Task statement: Go to the line containing "pub fn offsets(feature_count: u64, max_record_count: i64)" in the records below and print it and every following line exactly, on through the line containing "let err = offsets(10, max_record_count).unwrap_err();", then stop.

═══ Record set

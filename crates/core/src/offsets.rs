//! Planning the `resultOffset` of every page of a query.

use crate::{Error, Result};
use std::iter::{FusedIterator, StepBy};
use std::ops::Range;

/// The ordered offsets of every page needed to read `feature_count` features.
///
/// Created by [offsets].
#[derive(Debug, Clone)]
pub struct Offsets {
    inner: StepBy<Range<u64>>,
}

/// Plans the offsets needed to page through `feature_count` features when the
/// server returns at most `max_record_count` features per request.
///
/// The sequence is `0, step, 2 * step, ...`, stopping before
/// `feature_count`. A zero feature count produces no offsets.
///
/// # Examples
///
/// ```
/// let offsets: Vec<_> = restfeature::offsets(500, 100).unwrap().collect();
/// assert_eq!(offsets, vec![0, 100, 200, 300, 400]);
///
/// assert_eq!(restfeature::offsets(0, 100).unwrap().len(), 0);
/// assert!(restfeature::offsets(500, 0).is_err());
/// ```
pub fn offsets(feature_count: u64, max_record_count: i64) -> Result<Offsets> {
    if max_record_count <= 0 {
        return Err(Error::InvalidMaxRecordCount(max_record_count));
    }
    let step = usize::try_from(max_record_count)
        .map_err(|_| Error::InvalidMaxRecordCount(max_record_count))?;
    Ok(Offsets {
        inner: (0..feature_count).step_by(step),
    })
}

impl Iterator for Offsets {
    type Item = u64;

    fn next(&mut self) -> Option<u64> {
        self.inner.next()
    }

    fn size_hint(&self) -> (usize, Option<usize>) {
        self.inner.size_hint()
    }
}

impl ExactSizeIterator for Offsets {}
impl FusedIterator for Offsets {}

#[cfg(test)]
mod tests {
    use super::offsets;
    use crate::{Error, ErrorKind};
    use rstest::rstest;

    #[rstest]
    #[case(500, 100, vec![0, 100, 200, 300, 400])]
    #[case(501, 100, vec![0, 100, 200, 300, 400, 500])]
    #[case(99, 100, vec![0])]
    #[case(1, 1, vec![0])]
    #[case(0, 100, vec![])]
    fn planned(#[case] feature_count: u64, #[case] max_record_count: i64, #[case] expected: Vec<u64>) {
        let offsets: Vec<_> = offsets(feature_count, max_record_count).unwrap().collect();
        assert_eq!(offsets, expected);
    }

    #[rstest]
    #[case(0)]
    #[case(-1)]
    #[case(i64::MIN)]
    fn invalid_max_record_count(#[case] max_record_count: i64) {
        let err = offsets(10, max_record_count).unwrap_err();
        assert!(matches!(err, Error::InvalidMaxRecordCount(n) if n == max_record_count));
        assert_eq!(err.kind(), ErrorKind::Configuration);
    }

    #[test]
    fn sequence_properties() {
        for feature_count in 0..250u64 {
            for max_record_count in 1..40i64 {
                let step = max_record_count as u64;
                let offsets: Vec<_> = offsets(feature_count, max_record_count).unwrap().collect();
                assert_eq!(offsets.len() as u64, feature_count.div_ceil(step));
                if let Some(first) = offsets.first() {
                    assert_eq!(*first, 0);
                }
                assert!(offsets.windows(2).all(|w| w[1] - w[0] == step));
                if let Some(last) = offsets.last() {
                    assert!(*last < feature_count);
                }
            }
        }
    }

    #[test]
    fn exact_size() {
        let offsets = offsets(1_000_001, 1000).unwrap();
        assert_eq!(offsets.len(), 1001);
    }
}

══════

Output for this task:
pub fn offsets(feature_count: u64, max_record_count: i64) -> Result<Offsets> {
    if max_record_count <= 0 {
        return Err(Error::InvalidMaxRecordCount(max_record_count));
    }
    let step = usize::try_from(max_record_count)
        .map_err(|_| Error::InvalidMaxRecordCount(max_record_count))?;
    Ok(Offsets {
        inner: (0..feature_count).step_by(step),
    })
}

impl Iterator for Offsets {
    type Item = u64;

    fn next(&mut self) -> Option<u64> {
        self.inner.next()
    }

    fn size_hint(&self) -> (usize, Option<usize>) {
        self.inner.size_hint()
    }
}

impl ExactSizeIterator for Offsets {}
impl FusedIterator for Offsets {}

#[cfg(test)]
mod tests {
    use super::offsets;
    use crate::{Error, ErrorKind};
    use rstest::rstest;

    #[rstest]
    #[case(500, 100, vec![0, 100, 200, 300, 400])]
    #[case(501, 100, vec![0, 100, 200, 300, 400, 500])]
    #[case(99, 100, vec![0])]
    #[case(1, 1, vec![0])]
    #[case(0, 100, vec![])]
    fn planned(#[case] feature_count: u64, #[case] max_record_count: i64, #[case] expected: Vec<u64>) {
        let offsets: Vec<_> = offsets(feature_count, max_record_count).unwrap().collect();
        assert_eq!(offsets, expected);
    }

    #[rstest]
    #[case(0)]
    #[case(-1)]
    #[case(i64::MIN)]
    fn invalid_max_record_count(#[case] max_record_count: i64) {
        let err = offsets(10, max_record_count).unwrap_err();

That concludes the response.